- EXERCISE AIM -
Please repeat all the entries. Nothing may differ.

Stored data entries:
####################

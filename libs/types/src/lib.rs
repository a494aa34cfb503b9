//! Types library for the token exchange read model
//!
//! This library provides the core type definitions shared by the projection
//! service, ensuring type safety and deterministic decimal arithmetic.
//!
//! # Modules
//! - `ids`: Identifiers (OrderId, AccountId, TokenId)
//! - `numeric`: Fixed-point decimal types (Amount, Price)
//! - `order`: Immutable orders and their terminal records
//! - `errors`: Error taxonomy

// Public modules
pub mod ids;
pub mod numeric;
pub mod order;
pub mod errors;

// Library version constant
pub const LIB_VERSION: &str = "1.0.0";

/// Prelude module for convenient imports
pub mod prelude {
    pub use crate::ids::*;
    pub use crate::numeric::*;
    pub use crate::order::*;
    pub use crate::errors::*;
}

####################

- TASK ANSWER -
filename libs/types/src/lib.rs
repository a494aa34cfb503b9
//! Types library for the token exchange read model
//!
//! This library provides the core type definitions shared by the projection
//! service, ensuring type safety and deterministic decimal arithmetic.
//!
//! # Modules
//! - `ids`: Identifiers (OrderId, AccountId, TokenId)
//! - `numeric`: Fixed-point decimal types (Amount, Price)
//! - `order`: Immutable orders and their terminal records
//! - `errors`: Error taxonomy

// Public modules
pub mod ids;
pub mod numeric;
pub mod order;
pub mod errors;

// Library version constant
pub const LIB_VERSION: &str = "1.0.0";

/// Prelude module for convenient imports
pub mod prelude {
    pub use crate::ids::*;
    pub use crate::numeric::*;
    pub use crate::order::*;
    pub use crate::errors::*;
}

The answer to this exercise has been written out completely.